* [Exercise directions]: Scan the data below for lines holding the word "EraserSize", and copy each line found.
════════════════
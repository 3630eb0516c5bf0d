//! Tool settings read by the board before each stroke segment.

use super::is_valid_size;
use super::observable::{Store, SubscriptionId};
use crate::color::{ColorParseError, Rgba8};
use crate::tools::ToolKind;
use serde::{Deserialize, Serialize};
use thiserror::Error;

pub const DEFAULT_TOOL: &str = "brush";
pub const DEFAULT_BRUSH_SIZE: f64 = 5.0;
pub const DEFAULT_BRUSH_COLOR: &str = "#000000";
pub const DEFAULT_ERASER_SIZE: f64 = 20.0;

/// Largest brush or eraser size, in pixels. Matches the largest board side.
pub const MAX_TOOL_SIZE: f64 = 16_384.0;

/// Why a [`ToolState`] cannot be drawn with.
#[derive(Debug, Clone, PartialEq, Error)]
pub enum ToolStateError {
    #[error("Invalid brush size: {0}")]
    BrushSize(f64),
    #[error("Invalid eraser size: {0}")]
    EraserSize(f64),
    #[error("Invalid brush opacity: {0}")]
    BrushOpacity(f64),
    #[error("Invalid brush color: {0}")]
    BrushColor(#[from] ColorParseError),
}

/// Active tool and brush settings.
#[derive(Debug, Clone, PartialEq, Serialize, Deserialize)]
#[serde(rename_all = "camelCase", default)]
pub struct ToolState {
    /// Free-form tool identifier, e.g. "brush" or "eraser".
    pub tool: String,
    pub brush_size: f64,
    /// Color string as entered in the toolbar.
    pub brush_color: String,
    /// Brush opacity (0.0 = invisible, 1.0 = opaque).
    pub brush_opacity: f64,
    pub eraser_size: f64,
}

impl Default for ToolState {
    fn default() -> Self {
        Self {
            tool: DEFAULT_TOOL.to_string(),
            brush_size: DEFAULT_BRUSH_SIZE,
            brush_color: DEFAULT_BRUSH_COLOR.to_string(),
            brush_opacity: 1.0,
            eraser_size: DEFAULT_ERASER_SIZE,
        }
    }
}

impl ToolState {
    /// How a board should interpret the tool identifier.
    pub fn kind(&self) -> ToolKind {
        ToolKind::from_id(&self.tool)
    }

    /// Line width for the active tool.
    pub fn active_size(&self) -> f64 {
        match self.kind() {
            ToolKind::Eraser => self.eraser_size,
            ToolKind::Brush => self.brush_size,
        }
    }

    /// Check every setting is one the setters would accept.
    pub fn validate(&self) -> Result<(), ToolStateError> {
        if !is_valid_size(self.brush_size) {
            return Err(ToolStateError::BrushSize(self.brush_size));
        }
        if !is_valid_size(self.eraser_size) {
            return Err(ToolStateError::EraserSize(self.eraser_size));
        }
        if !(0.0..=1.0).contains(&self.brush_opacity) {
            return Err(ToolStateError::BrushOpacity(self.brush_opacity));
        }
        Rgba8::parse(&self.brush_color)?;
        Ok(())
    }
}

/// Store holding [`ToolState`].
#[derive(Debug, Clone, Default)]
pub struct ToolStore {
    store: Store<ToolState>,
}

impl ToolStore {
    pub fn new() -> Self {
        Self::default()
    }

    pub fn with_state(state: ToolState) -> Self {
        Self {
            store: Store::new(state),
        }
    }

    pub fn state(&self) -> ToolState {
        self.store.get()
    }

    pub fn set_tool(&self, tool: impl Into<String>) {
        let tool = tool.into();
        self.store.update(|s| s.tool = tool);
    }

    /// Returns false (and leaves the state alone) for sizes outside `0 < size <= MAX_TOOL_SIZE`.
    pub fn set_brush_size(&self, size: f64) -> bool {
        if !is_valid_size(size) {
            log::warn!("Ignoring invalid brush size {}", size);
            return false;
        }
        self.store.update(|s| s.brush_size = size);
        true
    }

    pub fn set_brush_color(&self, color: impl Into<String>) {
        let color = color.into();
        self.store.update(|s| s.brush_color = color);
    }

    /// Opacity is clamped into 0..=1; NaN is rejected.
    pub fn set_brush_opacity(&self, opacity: f64) -> bool {
        if opacity.is_nan() {
            log::warn!("Ignoring NaN brush opacity");
            return false;
        }
        let opacity = opacity.clamp(0.0, 1.0);
        self.store.update(|s| s.brush_opacity = opacity);
        true
    }

    pub fn set_eraser_size(&self, size: f64) -> bool {
        if !is_valid_size(size) {
            log::warn!("Ignoring invalid eraser size {}", size);
            return false;
        }
        self.store.update(|s| s.eraser_size = size);
        true
    }

    pub fn reset(&self) {
        self.store.set(ToolState::default());
    }

    pub fn subscribe(&self, subscriber: impl Fn(&ToolState) + 'static) -> SubscriptionId {
        self.store.subscribe(subscriber)
    }

    pub fn unsubscribe(&self, id: SubscriptionId) -> bool {
        self.store.unsubscribe(id)
    }
}

#[cfg(test)]
mod tests {
    use super::*;
    use std::cell::Cell;
    use std::rc::Rc;

    #[test]
    fn test_defaults() {
        let state = ToolStore::new().state();
        assert_eq!(state.tool, "brush");
        assert!((state.brush_size - 5.0).abs() < f64::EPSILON);
        assert_eq!(state.brush_color, "#000000");
        assert!((state.brush_opacity - 1.0).abs() < f64::EPSILON);
        assert!((state.eraser_size - 20.0).abs() < f64::EPSILON);
    }

    #[test]
    fn test_setters() {
        let store = ToolStore::new();
        store.set_tool("eraser");
        assert!(store.set_brush_size(12.0));
        store.set_brush_color("#ff0000");
        assert!(store.set_brush_opacity(0.25));
        assert!(store.set_eraser_size(40.0));

        let state = store.state();
        assert_eq!(state.tool, "eraser");
        assert_eq!(state.kind(), ToolKind::Eraser);
        assert!((state.brush_size - 12.0).abs() < f64::EPSILON);
        assert_eq!(state.brush_color, "#ff0000");
        assert!((state.brush_opacity - 0.25).abs() < f64::EPSILON);
        assert!((state.active_size() - 40.0).abs() < f64::EPSILON);
    }

    #[test]
    fn test_free_form_tool_kept_verbatim() {
        let store = ToolStore::new();
        store.set_tool("Charcoal");
        assert_eq!(store.state().tool, "Charcoal");
        assert_eq!(store.state().kind(), ToolKind::Brush);
    }

    #[test]
    fn test_invalid_sizes_rejected() {
        let store = ToolStore::new();
        assert!(!store.set_brush_size(0.0));
        assert!(!store.set_brush_size(-3.0));
        assert!(!store.set_brush_size(f64::INFINITY));
        assert!(!store.set_eraser_size(f64::NAN));
        assert_eq!(store.state(), ToolState::default());
    }

    #[test]
    fn test_oversized_sizes_rejected() {
        let store = ToolStore::new();
        assert!(!store.set_brush_size(1e300));
        assert!(!store.set_eraser_size(MAX_TOOL_SIZE + 1.0));
        assert!(store.set_brush_size(MAX_TOOL_SIZE));
        assert!((store.state().brush_size - MAX_TOOL_SIZE).abs() < f64::EPSILON);
    }

    #[test]
    fn test_validate() {
        assert_eq!(ToolState::default().validate(), Ok(()));

        let state = ToolState {
            brush_size: -3.0,
            ..ToolState::default()
        };
        assert_eq!(state.validate(), Err(ToolStateError::BrushSize(-3.0)));

        let state = ToolState {
            eraser_size: 1e300,
            ..ToolState::default()
        };
        assert_eq!(state.validate(), Err(ToolStateError::EraserSize(1e300)));

        let state = ToolState {
            brush_opacity: 1.5,
            ..ToolState::default()
        };
        assert_eq!(state.validate(), Err(ToolStateError::BrushOpacity(1.5)));

        let state = ToolState {
            brush_color: "not-a-color".to_string(),
            ..ToolState::default()
        };
        assert!(matches!(state.validate(), Err(ToolStateError::BrushColor(_))));
    }

    #[test]
    fn test_opacity_clamped() {
        let store = ToolStore::new();
        store.set_brush_opacity(1.5);
        assert!((store.state().brush_opacity - 1.0).abs() < f64::EPSILON);
        store.set_brush_opacity(-0.5);
        assert!((store.state().brush_opacity).abs() < f64::EPSILON);
        assert!(!store.set_brush_opacity(f64::NAN));
    }

    #[test]
    fn test_reset_notifies() {
        let store = ToolStore::new();
        store.set_brush_size(9.0);

        let notified = Rc::new(Cell::new(false));
        let n = Rc::clone(&notified);
        store.subscribe(move |state| {
            n.set((state.brush_size - DEFAULT_BRUSH_SIZE).abs() < f64::EPSILON)
        });

        store.reset();
        assert!(notified.get());
    }

    #[test]
    fn test_partial_json_uses_defaults() {
        let state: ToolState = serde_json::from_str(r#"{"brushColor":"red"}"#).unwrap();
        assert_eq!(state.brush_color, "red");
        assert_eq!(state.tool, "brush");
    }
}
════════════════
* [Expected answer]:
    EraserSize(f64),
            return Err(ToolStateError::EraserSize(self.eraser_size));
        assert_eq!(state.validate(), Err(ToolStateError::EraserSize(1e300)));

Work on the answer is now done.